Sequencing nucleic acids: from chemistry to medicine

Abstract

Chemistry has played a vital role in making routine, affordable sequencing of human genomes a reality. This article focuses on the genesis and development of Solexa sequencing that originated in Cambridge, UK. This sequencing approach is helping transform science and offers intriguing prospects for the future of medicine.

Chemistry played a vital role in elucidating the chemical structure of the natural nucleic acids DNA and RNA. This grounding was absolutely essential to enable the discovery of the three-dimensional structure of DNA and the Watson–Crick rules for the molecular recognition of base pairs.¹ In a paper published in 1952, Todd and Brown remarked “There can be no question of finality about any nucleic acid structure at the present time, since it is clear that there is no available method for determining the nucleotide sequence”.² This statement signified the beginnings of a quest for determining the exact sequence of nucleic acids.

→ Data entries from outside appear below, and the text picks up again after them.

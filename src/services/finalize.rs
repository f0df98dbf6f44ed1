//! src/services/finalize.rs
//!
//! FinalizeService — owns the upload units and their recorded parts, and is
//! the only writer of manifests. Once every expected slot of an upload has a
//! part, finalization builds the manifest, writes it to the destination
//! folder through the cold-storage bridge, and stamps the upload complete.

use crate::models::{
    manifest::UploadManifest,
    upload::{Upload, UploadPart},
};
use crate::services::cold_storage::{ColdStorageClient, ColdStorageError};
use bytes::Bytes;
use chrono::Utc;
use sqlx::SqlitePool;
use std::sync::Arc;
use thiserror::Error;
use tracing::info;
use uuid::Uuid;

#[derive(Debug, Error)]
pub enum FinalizeError {
    #[error("upload `{0}` not found")]
    UploadNotFound(Uuid),
    #[error("upload `{0}` is already finalized")]
    AlreadyCompleted(Uuid),
    #[error("upload is missing parts for slots: {}", missing.join(", "))]
    IncompletePartSet { missing: Vec<String> },
    #[error("failed to create manifest file: {0}")]
    ManifestWriteFailure(String),
    #[error("stored slot list is not valid JSON: {0}")]
    SlotList(#[from] serde_json::Error),
    #[error(transparent)]
    ColdStorage(#[from] ColdStorageError),
    #[error(transparent)]
    Sqlx(#[from] sqlx::Error),
}

pub type FinalizeResult<T> = Result<T, FinalizeError>;

/// Summary returned by a successful finalization.
#[derive(Clone, Debug)]
pub struct FinalizeOutcome {
    pub upload_id: Uuid,
    pub manifest_file_id: String,
    pub manifest_file_name: String,
    pub total_files: usize,
}

#[derive(Clone)]
pub struct FinalizeService {
    pub db: Arc<SqlitePool>,
    pub cold_storage: ColdStorageClient,
}

impl FinalizeService {
    pub fn new(db: Arc<SqlitePool>, cold_storage: ColdStorageClient) -> Self {
        Self { db, cold_storage }
    }

    /// Register a new upload unit with the slots it expects.
    pub async fn create_upload(
        &self,
        tenant_slug: &str,
        dest_folder_id: &str,
        expected_slots: &[String],
    ) -> FinalizeResult<Upload> {
        let upload = Upload {
            id: Uuid::new_v4(),
            tenant_slug: tenant_slug.to_string(),
            dest_folder_id: dest_folder_id.to_string(),
            expected_slots: serde_json::to_string(expected_slots)?,
            manifest_file_id: None,
            created_at: Utc::now(),
            completed_at: None,
        };

        sqlx::query(
            "INSERT INTO uploads (id, tenant_slug, dest_folder_id, expected_slots,
                                  manifest_file_id, created_at, completed_at)
             VALUES (?, ?, ?, ?, NULL, ?, NULL)",
        )
        .bind(upload.id)
        .bind(&upload.tenant_slug)
        .bind(&upload.dest_folder_id)
        .bind(&upload.expected_slots)
        .bind(upload.created_at)
        .execute(&*self.db)
        .await?;

        Ok(upload)
    }

    /// Fetch an upload unit; `UploadNotFound` when the id is unknown.
    pub async fn get_upload(&self, upload_id: Uuid) -> FinalizeResult<Upload> {
        sqlx::query_as::<_, Upload>(
            "SELECT id, tenant_slug, dest_folder_id, expected_slots, manifest_file_id,
                    created_at, completed_at
             FROM uploads WHERE id = ?",
        )
        .bind(upload_id)
        .fetch_one(&*self.db)
        .await
        .map_err(|err| match err {
            sqlx::Error::RowNotFound => FinalizeError::UploadNotFound(upload_id),
            other => FinalizeError::Sqlx(other),
        })
    }

    /// Record one transferred file against an upload slot.
    ///
    /// Keyed `(upload_id, slot)` with upsert semantics, so a retried
    /// transfer re-records rather than duplicates. Rejected once the upload
    /// has been finalized.
    pub async fn record_part(
        &self,
        upload_id: Uuid,
        slot: &str,
        file_id: &str,
        file_name: &str,
        size_bytes: i64,
        content_type: &str,
    ) -> FinalizeResult<UploadPart> {
        let upload = self.get_upload(upload_id).await?;
        if upload.completed_at.is_some() {
            return Err(FinalizeError::AlreadyCompleted(upload_id));
        }

        let part = UploadPart {
            id: Uuid::new_v4(),
            upload_id,
            slot: slot.to_string(),
            file_id: file_id.to_string(),
            file_name: file_name.to_string(),
            size_bytes,
            content_type: content_type.to_string(),
            uploaded_at: Utc::now(),
        };

        sqlx::query(
            r#"
            INSERT INTO upload_parts (id, upload_id, slot, file_id, file_name,
                                      size_bytes, content_type, uploaded_at)
            VALUES (?, ?, ?, ?, ?, ?, ?, ?)
            ON CONFLICT(upload_id, slot) DO UPDATE SET
                file_id = excluded.file_id,
                file_name = excluded.file_name,
                size_bytes = excluded.size_bytes,
                content_type = excluded.content_type,
                uploaded_at = excluded.uploaded_at
            "#,
        )
        .bind(part.id)
        .bind(part.upload_id)
        .bind(&part.slot)
        .bind(&part.file_id)
        .bind(&part.file_name)
        .bind(part.size_bytes)
        .bind(&part.content_type)
        .bind(part.uploaded_at)
        .execute(&*self.db)
        .await?;

        Ok(part)
    }

    /// All recorded parts of an upload, in slot order.
    pub async fn list_parts(&self, upload_id: Uuid) -> FinalizeResult<Vec<UploadPart>> {
        Ok(sqlx::query_as::<_, UploadPart>(
            "SELECT id, upload_id, slot, file_id, file_name, size_bytes, content_type,
                    uploaded_at
             FROM upload_parts WHERE upload_id = ? ORDER BY slot ASC",
        )
        .bind(upload_id)
        .fetch_all(&*self.db)
        .await?)
    }

    /// Seal the upload: verify every expected slot has a part, build the
    /// manifest, write it to the destination folder, stamp completion.
    ///
    /// `IncompletePartSet` is reported distinctly so the caller can retry
    /// finalize later once the missing transfers land. Success happens
    /// exactly once; finalizing an already-sealed upload fails.
    pub async fn finalize(
        &self,
        upload_id: Uuid,
        request_bearer: Option<&str>,
    ) -> FinalizeResult<FinalizeOutcome> {
        let upload = self.get_upload(upload_id).await?;
        if upload.completed_at.is_some() {
            return Err(FinalizeError::AlreadyCompleted(upload_id));
        }

        let parts = self.list_parts(upload_id).await?;
        let expected = upload.expected_slot_names()?;
        let missing: Vec<String> = expected
            .iter()
            .filter(|slot| !parts.iter().any(|p| &p.slot == *slot))
            .cloned()
            .collect();
        if !missing.is_empty() {
            return Err(FinalizeError::IncompletePartSet { missing });
        }

        let manifest = UploadManifest::from_parts(upload_id, Utc::now(), &parts);
        let manifest_file_name = manifest.file_name();
        let body = serde_json::to_vec_pretty(&manifest)?;

        let manifest_file_id = self
            .cold_storage
            .transfer_whole(
                &manifest_file_name,
                "application/json",
                &[Bytes::from(body)],
                &upload.dest_folder_id,
                request_bearer,
            )
            .await
            .map_err(|err| match err {
                ColdStorageError::UnexpectedResponse(msg) => {
                    FinalizeError::ManifestWriteFailure(msg)
                }
                other => FinalizeError::ColdStorage(other),
            })?;

        let result = sqlx::query(
            "UPDATE uploads SET manifest_file_id = ?, completed_at = ?
             WHERE id = ? AND completed_at IS NULL",
        )
        .bind(&manifest_file_id)
        .bind(Utc::now())
        .bind(upload_id)
        .execute(&*self.db)
        .await?;

        if result.rows_affected() == 0 {
            // A concurrent finalize won the race after our part check.
            return Err(FinalizeError::AlreadyCompleted(upload_id));
        }

        info!(
            upload = %upload_id,
            manifest = %manifest_file_id,
            files = manifest.total_files,
            "upload finalized"
        );

        Ok(FinalizeOutcome {
            upload_id,
            manifest_file_id,
            manifest_file_name,
            total_files: manifest.total_files,
        })
    }
}

#[cfg(test)]
mod tests {
    use super::*;
    use crate::config::ColdStorageConfig;
    use httpmock::Method::{POST, PUT};
    use httpmock::MockServer;
    use serde_json::json;
    use sqlx::sqlite::SqlitePoolOptions;
    use std::net::TcpListener;
    use std::time::Duration;

    fn can_bind_localhost() -> bool {
        TcpListener::bind("127.0.0.1:0").is_ok()
    }

    async fn test_db() -> Arc<SqlitePool> {
        let pool = SqlitePoolOptions::new()
            .max_connections(1)
            .connect("sqlite::memory:")
            .await
            .expect("in-memory sqlite");
        for stmt in include_str!("../../migrations/0001_init.sql")
            .split(';')
            .map(str::trim)
            .filter(|s| !s.is_empty())
        {
            sqlx::query(stmt).execute(&pool).await.expect("migration");
        }
        Arc::new(pool)
    }

    fn cold_storage_for(base_url: String) -> ColdStorageClient {
        ColdStorageClient::new(ColdStorageConfig {
            base_url,
            access_token: Some("tok".into()),
            token_url: None,
            client_id: None,
            client_secret: None,
            refresh_token: None,
            max_attempts: 2,
            initial_backoff: Duration::from_millis(10),
            max_backoff: Duration::from_millis(100),
            request_timeout: Duration::from_secs(5),
            put_timeout: Duration::from_secs(5),
        })
        .unwrap()
    }

    async fn service(base_url: String) -> FinalizeService {
        FinalizeService::new(test_db().await, cold_storage_for(base_url))
    }

    fn slots(names: &[&str]) -> Vec<String> {
        names.iter().map(|s| s.to_string()).collect()
    }

    #[tokio::test]
    async fn unknown_upload_is_not_found() {
        let svc = service("http://127.0.0.1:1".into()).await;
        let id = Uuid::new_v4();
        assert!(matches!(
            svc.get_upload(id).await.unwrap_err(),
            FinalizeError::UploadNotFound(missing) if missing == id
        ));
        assert!(matches!(
            svc.finalize(id, None).await.unwrap_err(),
            FinalizeError::UploadNotFound(_)
        ));
    }

    #[tokio::test]
    async fn record_part_upserts_per_slot() {
        let svc = service("http://127.0.0.1:1".into()).await;
        let upload = svc
            .create_upload("iron-temple", "folder-1", &slots(&["video"]))
            .await
            .unwrap();

        svc.record_part(upload.id, "video", "file-a", "v1.mp4", 10, "video/mp4")
            .await
            .unwrap();
        svc.record_part(upload.id, "video", "file-b", "v2.mp4", 20, "video/mp4")
            .await
            .unwrap();

        let parts = svc.list_parts(upload.id).await.unwrap();
        assert_eq!(parts.len(), 1);
        assert_eq!(parts[0].file_id, "file-b");
        assert_eq!(parts[0].size_bytes, 20);
    }

    #[tokio::test]
    async fn finalize_rejects_missing_slots() {
        let svc = service("http://127.0.0.1:1".into()).await;
        let upload = svc
            .create_upload("iron-temple", "folder-1", &slots(&["video", "cover"]))
            .await
            .unwrap();
        svc.record_part(upload.id, "video", "file-a", "v.mp4", 10, "video/mp4")
            .await
            .unwrap();

        match svc.finalize(upload.id, None).await.unwrap_err() {
            FinalizeError::IncompletePartSet { missing } => {
                assert_eq!(missing, vec!["cover".to_string()]);
            }
            other => panic!("expected IncompletePartSet, got {other:?}"),
        }
    }

    #[tokio::test]
    async fn finalize_writes_manifest_exactly_once() {
        if !can_bind_localhost() {
            eprintln!("Skipping httpmock tests: cannot bind to localhost");
            return;
        }
        let server = MockServer::start();
        let init = server.mock(|when, then| {
            when.method(POST)
                .path("/upload/files")
                .query_param("uploadType", "resumable");
            then.status(200).header("Location", server.url("/upload/m1"));
        });
        let put = server.mock(|when, then| {
            when.method(PUT).path("/upload/m1");
            then.status(200).json_body(json!({ "id": "manifest-file-1" }));
        });

        let svc = service(server.base_url()).await;
        let upload = svc
            .create_upload("iron-temple", "folder-1", &slots(&["video", "cover"]))
            .await
            .unwrap();
        svc.record_part(upload.id, "video", "file-a", "v.mp4", 10, "video/mp4")
            .await
            .unwrap();
        svc.record_part(upload.id, "cover", "file-b", "c.jpg", 5, "image/jpeg")
            .await
            .unwrap();

        let outcome = svc.finalize(upload.id, None).await.unwrap();
        assert_eq!(outcome.manifest_file_id, "manifest-file-1");
        assert_eq!(outcome.total_files, 2);
        assert_eq!(
            outcome.manifest_file_name,
            format!("manifest-{}.json", upload.id)
        );
        init.assert();
        put.assert();

        let sealed = svc.get_upload(upload.id).await.unwrap();
        assert_eq!(sealed.manifest_file_id.as_deref(), Some("manifest-file-1"));
        assert!(sealed.completed_at.is_some());

        // The manifest is write-once: a second finalize fails cleanly, and
        // no further parts are accepted.
        assert!(matches!(
            svc.finalize(upload.id, None).await.unwrap_err(),
            FinalizeError::AlreadyCompleted(_)
        ));
        assert!(matches!(
            svc.record_part(upload.id, "video", "x", "x.mp4", 1, "video/mp4")
                .await
                .unwrap_err(),
            FinalizeError::AlreadyCompleted(_)
        ));
    }
}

A very early attempt at nucleic acid sequencing by Todd and co-workers explored the use of chemistry for the sequential degradation of RNA from its 3′ end, by cycles of oxidation followed by β-elimination.³ However, this and other attempts did not lead to a practical sequencing approach for decades to come. It wasn’t until the 1970s that two groups developed distinct sequencing chemistries that held considerable promise. At Harvard, Cambridge, USA, Maxam and Gilbert developed an approach that exploited the selective chemical reactivity of reagents towards the nucleobases to induce sequence-specific cleavage patterns from which the sequence could be derived after separating the cleaved DNA fragments, based on their size, by high resolution gel electrophoresis (Fig. 1).⁴ In Cambridge, UK, Sanger and his co-workers developed a very different approach that involved the synthesis of DNA in the presence of nucleotides that terminate synthesis. Specifically, Sanger’s sequencing used a DNA polymerase to extend a DNA primer on a DNA template using all four activated 2′-deoxynucleoside triphosphate (dNTP) building blocks (i.e. dATP, dCTP, dGTP and dTTP). Four parallel sequencing reactions would be carried out in which one of each of the four dideoxynucleoside triphosphates (ddATP, ddCTP, ddGTP and ddTTP) would be present. The C-terminator ddCTP would cause partial termination in some of the copies of DNA at each insertion of nucleotide C leading to the generation of a ladder of DNA fragments each of which is terminated at C and similarly for the remaining three termination reactions. The A, C, G and T DNA ladders could then each be separated by polyacrylamide gel electrophoresis and the sequence obtained by reading off the DNA bands from the longest to the shortest.⁵

Fig. 1.

Left: Maxam and Gilbert sequencing employed sequence-selective chemical fragmentation followed by separation by polyacrylamide gel electrophoresis to de-code DNA. Right: Sanger sequencing used chemistry to selectively terminate DNA synthesis at each of the four bases, followed by polyacrylamide gel electrophoresis to read the DNA sequence.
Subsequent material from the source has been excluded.